- _Problem details_: Find the line containing "filename src/events/pointer.rs" in the entries below. Restate it and each line after it, word for word, up to and including the line containing "if kind == PointerKind::Down".

- _Task inputs_:

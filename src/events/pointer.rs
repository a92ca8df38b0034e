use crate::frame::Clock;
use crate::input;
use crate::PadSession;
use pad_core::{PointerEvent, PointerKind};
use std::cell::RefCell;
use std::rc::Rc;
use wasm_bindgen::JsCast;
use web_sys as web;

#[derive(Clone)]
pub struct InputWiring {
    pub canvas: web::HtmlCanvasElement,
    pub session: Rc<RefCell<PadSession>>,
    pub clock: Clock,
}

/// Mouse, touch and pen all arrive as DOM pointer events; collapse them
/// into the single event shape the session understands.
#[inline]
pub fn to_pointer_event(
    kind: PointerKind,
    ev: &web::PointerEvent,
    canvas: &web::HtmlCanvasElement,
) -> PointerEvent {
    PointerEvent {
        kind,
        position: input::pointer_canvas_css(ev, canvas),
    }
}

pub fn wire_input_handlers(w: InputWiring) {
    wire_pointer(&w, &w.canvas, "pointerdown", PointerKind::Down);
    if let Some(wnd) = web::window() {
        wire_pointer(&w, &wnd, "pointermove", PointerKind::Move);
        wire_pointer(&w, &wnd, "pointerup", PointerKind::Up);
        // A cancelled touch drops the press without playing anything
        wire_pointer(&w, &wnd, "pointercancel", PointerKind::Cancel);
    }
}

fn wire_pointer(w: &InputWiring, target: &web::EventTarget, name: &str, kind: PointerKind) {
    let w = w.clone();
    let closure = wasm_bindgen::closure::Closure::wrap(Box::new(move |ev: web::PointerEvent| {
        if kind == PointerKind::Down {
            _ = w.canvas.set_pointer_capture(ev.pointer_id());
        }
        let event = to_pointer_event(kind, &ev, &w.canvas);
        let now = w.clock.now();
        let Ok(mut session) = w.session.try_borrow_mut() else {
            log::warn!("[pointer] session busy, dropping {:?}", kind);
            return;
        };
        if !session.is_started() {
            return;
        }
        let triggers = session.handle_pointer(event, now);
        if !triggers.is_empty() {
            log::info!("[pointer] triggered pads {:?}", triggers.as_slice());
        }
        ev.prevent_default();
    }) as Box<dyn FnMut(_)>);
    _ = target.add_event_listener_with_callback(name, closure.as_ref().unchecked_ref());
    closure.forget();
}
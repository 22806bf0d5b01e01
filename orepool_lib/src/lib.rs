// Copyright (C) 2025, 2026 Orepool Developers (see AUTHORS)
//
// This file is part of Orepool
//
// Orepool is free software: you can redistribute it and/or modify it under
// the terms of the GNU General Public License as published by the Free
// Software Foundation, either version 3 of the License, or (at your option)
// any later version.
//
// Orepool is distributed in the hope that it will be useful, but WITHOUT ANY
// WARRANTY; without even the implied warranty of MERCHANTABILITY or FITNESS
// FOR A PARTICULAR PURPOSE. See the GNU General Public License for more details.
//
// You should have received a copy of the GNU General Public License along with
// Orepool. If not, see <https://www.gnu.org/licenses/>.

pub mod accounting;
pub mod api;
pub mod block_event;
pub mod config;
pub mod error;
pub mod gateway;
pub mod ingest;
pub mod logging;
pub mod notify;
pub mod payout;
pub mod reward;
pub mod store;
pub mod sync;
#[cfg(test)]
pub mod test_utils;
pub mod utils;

...

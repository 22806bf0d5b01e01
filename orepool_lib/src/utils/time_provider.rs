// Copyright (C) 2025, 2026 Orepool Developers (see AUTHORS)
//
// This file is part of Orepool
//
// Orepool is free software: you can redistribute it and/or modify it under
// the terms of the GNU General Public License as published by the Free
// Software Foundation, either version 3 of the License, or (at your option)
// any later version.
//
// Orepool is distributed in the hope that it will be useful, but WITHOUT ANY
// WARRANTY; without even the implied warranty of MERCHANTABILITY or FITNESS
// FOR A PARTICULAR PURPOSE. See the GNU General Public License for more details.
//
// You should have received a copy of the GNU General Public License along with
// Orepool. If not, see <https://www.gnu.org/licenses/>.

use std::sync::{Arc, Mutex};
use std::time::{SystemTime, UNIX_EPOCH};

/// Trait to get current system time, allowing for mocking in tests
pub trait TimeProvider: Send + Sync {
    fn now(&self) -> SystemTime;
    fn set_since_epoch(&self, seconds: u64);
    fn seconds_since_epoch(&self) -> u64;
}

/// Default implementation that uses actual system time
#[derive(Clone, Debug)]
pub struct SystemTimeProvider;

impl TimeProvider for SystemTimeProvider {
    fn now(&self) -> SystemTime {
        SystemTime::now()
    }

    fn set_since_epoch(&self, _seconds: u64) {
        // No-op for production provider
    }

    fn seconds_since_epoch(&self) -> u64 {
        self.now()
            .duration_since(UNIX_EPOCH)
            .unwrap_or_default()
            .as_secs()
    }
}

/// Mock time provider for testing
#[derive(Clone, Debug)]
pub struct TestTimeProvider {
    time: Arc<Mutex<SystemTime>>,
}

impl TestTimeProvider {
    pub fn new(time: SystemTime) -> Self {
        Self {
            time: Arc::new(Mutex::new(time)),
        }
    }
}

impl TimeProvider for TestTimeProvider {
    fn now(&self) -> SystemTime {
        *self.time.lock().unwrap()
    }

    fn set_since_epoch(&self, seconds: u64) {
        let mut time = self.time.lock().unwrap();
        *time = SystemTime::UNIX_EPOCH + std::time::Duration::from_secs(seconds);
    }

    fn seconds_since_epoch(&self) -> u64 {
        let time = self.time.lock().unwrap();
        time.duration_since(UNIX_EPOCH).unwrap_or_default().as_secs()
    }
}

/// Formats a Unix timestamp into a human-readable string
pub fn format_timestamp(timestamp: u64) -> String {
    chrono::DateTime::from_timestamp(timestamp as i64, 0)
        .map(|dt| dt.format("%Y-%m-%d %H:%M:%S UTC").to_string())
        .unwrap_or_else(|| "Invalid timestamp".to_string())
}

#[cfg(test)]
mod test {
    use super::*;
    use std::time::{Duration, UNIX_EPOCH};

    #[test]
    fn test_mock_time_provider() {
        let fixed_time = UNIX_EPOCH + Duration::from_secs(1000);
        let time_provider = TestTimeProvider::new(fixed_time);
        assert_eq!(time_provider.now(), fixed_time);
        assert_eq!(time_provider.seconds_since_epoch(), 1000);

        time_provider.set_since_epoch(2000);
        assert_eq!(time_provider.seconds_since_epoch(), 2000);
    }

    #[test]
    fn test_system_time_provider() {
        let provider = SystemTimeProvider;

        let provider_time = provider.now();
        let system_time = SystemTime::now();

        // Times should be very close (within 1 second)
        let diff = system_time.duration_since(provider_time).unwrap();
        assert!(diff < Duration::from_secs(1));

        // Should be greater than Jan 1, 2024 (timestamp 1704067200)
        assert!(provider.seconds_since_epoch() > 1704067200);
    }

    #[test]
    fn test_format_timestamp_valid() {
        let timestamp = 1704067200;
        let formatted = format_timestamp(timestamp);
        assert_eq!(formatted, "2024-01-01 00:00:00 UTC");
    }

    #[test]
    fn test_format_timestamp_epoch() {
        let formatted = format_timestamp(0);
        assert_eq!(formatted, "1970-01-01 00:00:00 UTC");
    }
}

- _Output below_:
filename src/events/pointer.rs
repository a92ca8df38b0034e
use crate::frame::Clock;
use crate::input;
use crate::PadSession;
use pad_core::{PointerEvent, PointerKind};
use std::cell::RefCell;
use std::rc::Rc;
use wasm_bindgen::JsCast;
use web_sys as web;

#[derive(Clone)]
pub struct InputWiring {
    pub canvas: web::HtmlCanvasElement,
    pub session: Rc<RefCell<PadSession>>,
    pub clock: Clock,
}

/// Mouse, touch and pen all arrive as DOM pointer events; collapse them
/// into the single event shape the session understands.
#[inline]
pub fn to_pointer_event(
    kind: PointerKind,
    ev: &web::PointerEvent,
    canvas: &web::HtmlCanvasElement,
) -> PointerEvent {
    PointerEvent {
        kind,
        position: input::pointer_canvas_css(ev, canvas),
    }
}

pub fn wire_input_handlers(w: InputWiring) {
    wire_pointer(&w, &w.canvas, "pointerdown", PointerKind::Down);
    if let Some(wnd) = web::window() {
        wire_pointer(&w, &wnd, "pointermove", PointerKind::Move);
        wire_pointer(&w, &wnd, "pointerup", PointerKind::Up);
        // A cancelled touch drops the press without playing anything
        wire_pointer(&w, &wnd, "pointercancel", PointerKind::Cancel);
    }
}

fn wire_pointer(w: &InputWiring, target: &web::EventTarget, name: &str, kind: PointerKind) {
    let w = w.clone();
    let closure = wasm_bindgen::closure::Closure::wrap(Box::new(move |ev: web::PointerEvent| {
        if kind == PointerKind::Down {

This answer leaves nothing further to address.